Mais il y a aussi la méthode subtile, celle de l’étreinte. Certaines voix, même à droite, à l’instar de l’eurodéputé luxembourgeois Frank Engel (CSV) – qui passe beaucoup de temps en Grèce et parle couramment la langue – qui qualifie Syriza « d’organisation sérieuse » avec laquelle il sera possible de s’accorder.

L’establishment européen et les marchés financiers ne craignant pas tant une victoire électorale de Syriza qu’une application par cette dernière d’une politique de rupture réelle avec la doctrine de l’austérité libérale. Pas seulement parce qu’il s’agit d’un Etat-membre de l’Union européenne, mais parce qu’ils prennent conscience que l’expérience pourrait faire tâche d’huile, ce qui est notamment le cas de l’Espagne.

Il n’y aura pas d’austérité soft

Leur enjeu ce dimanche soir sera d’ailleurs d’espérer non pas que Syriza ne sorte pas première des urnes (ce que même la droite grecque estime être désormais acquis) mais que Syriza soit contrainte, faute de majorité absolue, de trouver un partenaire de coalition, fût-il petit. Ce n’est pas pour rien que fut créé, en mars 2014, le petit parti « To Potami » (« Le fleuve »), autour d’un journaliste de la télévision et qui s’adresse aux déçus des partis traditionnels tout en les maintenant dans l’orbite libérale.

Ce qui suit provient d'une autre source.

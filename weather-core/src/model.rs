use serde::{Deserialize, Serialize};

use crate::error::WeatherError;

/// A validated point on the globe.
#[derive(Debug, Clone, Copy, PartialEq, Serialize, Deserialize)]
#[serde(try_from = "RawCoordinate")]
pub struct Coordinate {
    pub latitude: f64,
    pub longitude: f64,
}

#[derive(Deserialize)]
struct RawCoordinate {
    latitude: f64,
    longitude: f64,
}

impl TryFrom<RawCoordinate> for Coordinate {
    type Error = WeatherError;

    fn try_from(raw: RawCoordinate) -> Result<Self, Self::Error> {
        Self::new(raw.latitude, raw.longitude)
    }
}

impl Coordinate {
    /// Build a coordinate, rejecting values outside [-90, 90] / [-180, 180].
    pub fn new(latitude: f64, longitude: f64) -> Result<Self, WeatherError> {
        if !(-90.0..=90.0).contains(&latitude) {
            return Err(WeatherError::InvalidCoordinate(format!(
                "latitude {latitude} is outside [-90, 90]"
            )));
        }
        if !(-180.0..=180.0).contains(&longitude) {
            return Err(WeatherError::InvalidCoordinate(format!(
                "longitude {longitude} is outside [-180, 180]"
            )));
        }

        Ok(Self { latitude, longitude })
    }
}

impl std::fmt::Display for Coordinate {
    fn fmt(&self, f: &mut std::fmt::Formatter<'_>) -> std::fmt::Result {
        write!(f, "({}, {})", self.latitude, self.longitude)
    }
}

/// Normalized current-weather observation, as served by `GET /weather`.
#[derive(Debug, Clone, PartialEq, Serialize, Deserialize)]
pub struct WeatherRecord {
    pub name: String,
    #[serde(rename = "lat")]
    pub latitude: f64,
    #[serde(rename = "lon")]
    pub longitude: f64,
    pub humidity: f64,
    pub pressure: f64,
    pub temperature: f64,
    pub max_temperature: f64,
    pub min_temperature: f64,
}

impl WeatherRecord {
    pub fn coordinate(&self) -> Coordinate {
        Coordinate {
            latitude: self.latitude,
            longitude: self.longitude,
        }
    }
}
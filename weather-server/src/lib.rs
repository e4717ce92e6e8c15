//! HTTP proxy exposing the weather normalizer as `GET /weather?lat=..&lon=..`.

pub mod error;
pub mod routes;

use std::sync::Arc;

use weather_core::WeatherProvider;

pub use routes::router;

/// Shared, read-only state handed to every request.
#[derive(Debug, Clone)]
pub struct AppState {
    pub provider: Arc<dyn WeatherProvider>,
}

impl AppState {
    pub fn new(provider: Arc<dyn WeatherProvider>) -> Self {
        Self { provider }
    }
}
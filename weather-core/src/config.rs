use anyhow::{Context, Result, anyhow};
use directories::ProjectDirs;
use serde::{Deserialize, Serialize};
use std::{fs, path::Path, path::PathBuf, time::Duration};

pub const DEFAULT_BASE_URL: &str = "https://api.openweathermap.org/data/2.5/weather";

/// Settings for the upstream weather provider (used by the proxy server).
#[derive(Debug, Clone, Serialize, Deserialize)]
#[serde(default)]
pub struct ProviderConfig {
    pub api_key: Option<String>,
    pub base_url: String,
    pub timeout_secs: u64,
}

impl Default for ProviderConfig {
    fn default() -> Self {
        Self {
            api_key: None,
            base_url: DEFAULT_BASE_URL.to_string(),
            timeout_secs: 10,
        }
    }
}

impl ProviderConfig {
    pub fn timeout(&self) -> Duration {
        Duration::from_secs(self.timeout_secs)
    }

    /// Returns the API key, or an error telling the user how to set one.
    pub fn require_api_key(&self) -> Result<&str> {
        self.api_key
            .as_deref()
            .filter(|k| !k.trim().is_empty())
            .ok_or_else(|| {
                anyhow!(
                    "No API key configured for the weather provider.\n\
                     Hint: run `weather configure` or set OPENWEATHER_API_KEY."
                )
            })
    }
}

#[derive(Debug, Clone, Serialize, Deserialize)]
#[serde(default)]
pub struct ServerConfig {
    pub bind: String,
}

impl Default for ServerConfig {
    fn default() -> Self {
        Self {
            bind: "127.0.0.1:8000".to_string(),
        }
    }
}

/// Settings for the console client.
#[derive(Debug, Clone, Serialize, Deserialize)]
#[serde(default)]
pub struct ClientConfig {
    pub server_url: String,
    pub city_list: PathBuf,
    pub timeout_secs: u64,
}

impl Default for ClientConfig {
    fn default() -> Self {
        Self {
            server_url: "http://127.0.0.1:8000".to_string(),
            city_list: PathBuf::from("city.list.json"),
            timeout_secs: 15,
        }
    }
}

impl ClientConfig {
    pub fn timeout(&self) -> Duration {
        Duration::from_secs(self.timeout_secs)
    }
}

/// Top-level configuration stored on disk.
///
/// Example TOML:
/// ```toml
/// [provider]
/// api_key = "..."
///
/// [client]
/// city_list = "/data/city.list.json"
/// ```
#[derive(Debug, Clone, Serialize, Deserialize, Default)]
#[serde(default)]
pub struct Config {
    pub provider: ProviderConfig,
    pub server: ServerConfig,
    pub client: ClientConfig,
}

impl Config {
    /// Load config from the platform location, or defaults if it doesn't exist yet.
    /// Environment overrides are applied on top.
    pub fn load() -> Result<Self> {
        let path = Self::config_file_path()?;
        Self::load_from(&path)
    }

    pub fn load_from(path: &Path) -> Result<Self> {
        Self::load_with_env(path, |key| std::env::var(key).ok())
    }

    fn load_with_env(path: &Path, lookup: impl Fn(&str) -> Option<String>) -> Result<Self> {
        let mut cfg = if path.exists() {
            let contents = fs::read_to_string(path)
                .with_context(|| format!("Failed to read config file: {}", path.display()))?;
            Self::from_toml_str(&contents)
                .with_context(|| format!("Failed to parse config file: {}", path.display()))?
        } else {
            // First run: no config file, use defaults.
            Self::default()
        };

        cfg.apply_env(lookup);
        Ok(cfg)
    }

    pub fn from_toml_str(contents: &str) -> Result<Self> {
        Ok(toml::from_str(contents)?)
    }

    /// Override file values from the environment.
    pub fn apply_env(&mut self, lookup: impl Fn(&str) -> Option<String>) {
        if let Some(key) = lookup("OPENWEATHER_API_KEY") {
            self.provider.api_key = Some(key);
        }
        if let Some(url) = lookup("WEATHER_BASE_URL") {
            self.provider.base_url = url;
        }
        if let Some(bind) = lookup("WEATHER_SERVER_BIND") {
            self.server.bind = bind;
        }
        if let Some(url) = lookup("WEATHER_SERVER_URL") {
            self.client.server_url = url;
        }
    }

    /// Save config to the platform location.
    pub fn save(&self) -> Result<PathBuf> {
        let path = Self::config_file_path()?;
        self.save_to(&path)?;
        Ok(path)
    }

    /// Save config to `path`, creating parent directories as needed.
    pub fn save_to(&self, path: &Path) -> Result<()> {
        if let Some(parent) = path.parent() {
            fs::create_dir_all(parent).with_context(|| {
                format!("Failed to create config directory: {}", parent.display())
            })?;
        }

        let toml =
            toml::to_string_pretty(self).context("Failed to serialize configuration to TOML")?;

        fs::write(path, toml)
            .with_context(|| format!("Failed to write config file: {}", path.display()))?;

        Ok(())
    }

    /// Path to the config file.
    pub fn config_file_path() -> Result<PathBuf> {
        let dirs = ProjectDirs::from("dev", "weather-map", "weather")
            .ok_or_else(|| anyhow!("Could not determine platform config directory"))?;

        Ok(dirs.config_dir().join("config.toml"))
    }
}

#[cfg(test)]
mod tests {
    use super::*;
    use std::collections::HashMap;

    #[test]
    fn empty_file_yields_defaults() {
        let cfg = Config::from_toml_str("").unwrap();

        assert_eq!(cfg.provider.base_url, DEFAULT_BASE_URL);
        assert_eq!(cfg.provider.timeout(), Duration::from_secs(10));
        assert_eq!(cfg.server.bind, "127.0.0.1:8000");
        assert_eq!(cfg.client.server_url, "http://127.0.0.1:8000");
        assert!(cfg.provider.api_key.is_none());
    }

    #[test]
    fn partial_sections_keep_other_defaults() {
        let cfg = Config::from_toml_str(
            r#"
            [provider]
            api_key = "KEY"
            timeout_secs = 3

            [client]
            city_list = "/data/city.list.json"
            "#,
        )
        .unwrap();

        assert_eq!(cfg.provider.require_api_key().unwrap(), "KEY");
        assert_eq!(cfg.provider.timeout(), Duration::from_secs(3));
        assert_eq!(cfg.provider.base_url, DEFAULT_BASE_URL);
        assert_eq!(cfg.client.city_list, PathBuf::from("/data/city.list.json"));
        assert_eq!(cfg.client.timeout_secs, 15);
    }

    #[test]
    fn missing_api_key_error_has_hint() {
        let cfg = Config::default();
        let err = cfg.provider.require_api_key().unwrap_err();

        let msg = err.to_string();
        assert!(msg.contains("No API key configured"));
        assert!(msg.contains("Hint: run `weather configure`"));
    }

    #[test]
    fn blank_api_key_counts_as_missing() {
        let mut cfg = Config::default();
        cfg.provider.api_key = Some("   ".into());
        assert!(cfg.provider.require_api_key().is_err());
    }

    #[test]
    fn env_overrides_file_values() {
        let mut cfg = Config::from_toml_str("[provider]\napi_key = \"FILE_KEY\"\n").unwrap();
        let env: HashMap<&str, &str> = HashMap::from([
            ("OPENWEATHER_API_KEY", "ENV_KEY"),
            ("WEATHER_SERVER_URL", "http://weather.local:9000"),
        ]);

        cfg.apply_env(|k| env.get(k).map(|v| v.to_string()));

        assert_eq!(cfg.provider.api_key.as_deref(), Some("ENV_KEY"));
        assert_eq!(cfg.client.server_url, "http://weather.local:9000");
        assert_eq!(cfg.server.bind, "127.0.0.1:8000");
    }

    #[test]
    fn unknown_type_is_a_parse_error() {
        let err = Config::from_toml_str("[provider]\ntimeout_secs = \"soon\"\n").unwrap_err();
        assert!(err.to_string().contains("soon"));
    }

    fn scratch_path(test: &str) -> PathBuf {
        std::env::temp_dir()
            .join(format!("weather-config-{test}-{}", std::process::id()))
            .join("config.toml")
    }

    #[test]
    fn load_from_missing_file_yields_defaults() {
        let path = scratch_path("missing");
        assert!(!path.exists());

        let cfg = Config::load_with_env(&path, |_| None).unwrap();
        assert_eq!(cfg.provider.base_url, DEFAULT_BASE_URL);
        assert_eq!(cfg.server.bind, "127.0.0.1:8000");
        assert!(cfg.provider.api_key.is_none());

        let cfg = Config::load_from(&path).unwrap();
        assert_eq!(cfg.client.city_list, PathBuf::from("city.list.json"));
        assert_eq!(cfg.client.timeout_secs, 15);
    }

    #[test]
    fn load_from_reads_file_then_applies_env() {
        let path = scratch_path("env");
        let mut saved = Config::default();
        saved.provider.api_key = Some("FILE_KEY".into());
        saved.server.bind = "0.0.0.0:9000".into();
        saved.client.city_list = PathBuf::from("/data/city.list.json");
        saved.save_to(&path).unwrap();

        let cfg = Config::load_with_env(&path, |k| {
            (k == "OPENWEATHER_API_KEY").then(|| "ENV_KEY".to_string())
        })
        .unwrap();
        assert_eq!(cfg.provider.api_key.as_deref(), Some("ENV_KEY"));
        assert_eq!(cfg.server.bind, "0.0.0.0:9000");

        let cfg = Config::load_from(&path).unwrap();
        assert_eq!(cfg.client.city_list, PathBuf::from("/data/city.list.json"));

        let _ = fs::remove_dir_all(path.parent().unwrap());
    }

    #[test]
    fn load_from_corrupt_file_names_the_path() {
        let path = scratch_path("corrupt");
        fs::create_dir_all(path.parent().unwrap()).unwrap();
        fs::write(&path, "[provider\napi_key = ").unwrap();

        let err = Config::load_with_env(&path, |_| None).unwrap_err();
        assert!(err.to_string().contains("Failed to parse config file"));
        assert!(err.to_string().contains("config.toml"));

        let _ = fs::remove_dir_all(path.parent().unwrap());
    }

    #[test]
    fn save_then_load_from_path() {
        let dir = std::env::temp_dir().join(format!("weather-config-test-{}", std::process::id()));
        let path = dir.join("nested").join("config.toml");

        let mut cfg = Config::default();
        cfg.provider.api_key = Some("SAVED".into());
        cfg.client.server_url = "http://10.0.0.2:8000".into();
        cfg.save_to(&path).unwrap();

        let loaded = Config::load_with_env(&path, |_| None).unwrap();
        assert_eq!(loaded.provider.api_key.as_deref(), Some("SAVED"));
        assert_eq!(loaded.client.server_url, "http://10.0.0.2:8000");

        let _ = fs::remove_dir_all(&dir);
    }
}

Ou bien la création, en réponse au discrédit total du PASOK qui gouverne avec la Nouvelle Démocratie (droite), par son ancien Premier ministre Georges Papandréou, d’une nouvelle formation social-démocrate, « Kinima » (« Le Mouvement »). Mais le PASOK lui non plus n’exclut pas de soutenir un gouvernement Syriza, à condition qu’il parvienne à réintégrer le parlement.

Nous le voyons, les pressions autour de Syriza sont diverses et intenses. Et elles représentent un véritable danger si elles parviennent à « assagir » Syriza, c’est-à-dire à l’amener à se limiter à une gestion « plus sociale » d’une politique dictée par la Troïka. Mais les politiques criminelles de la Troïka sont aussi compatibles avec la satisfaction des besoins élémentaires de la population grecque que l’huile et l’eau.

La Grèce, c’est l’Europe

La nomenclature européenne fera ainsi tout son possible afin que le gouvernement Syriza échoue, que cela passe par le sabotage pur et simple ou l’étreinte étouffante. Devant une situation sociale qui ne s’améliorerait pas, il n’est même pas à exclure que des mesures autoritaires, si ce n’est en bottes et en uniformes, fassent leur (ré)apparition. Et ceci est tout aussi plausible dans un scénario d’échec que de succès.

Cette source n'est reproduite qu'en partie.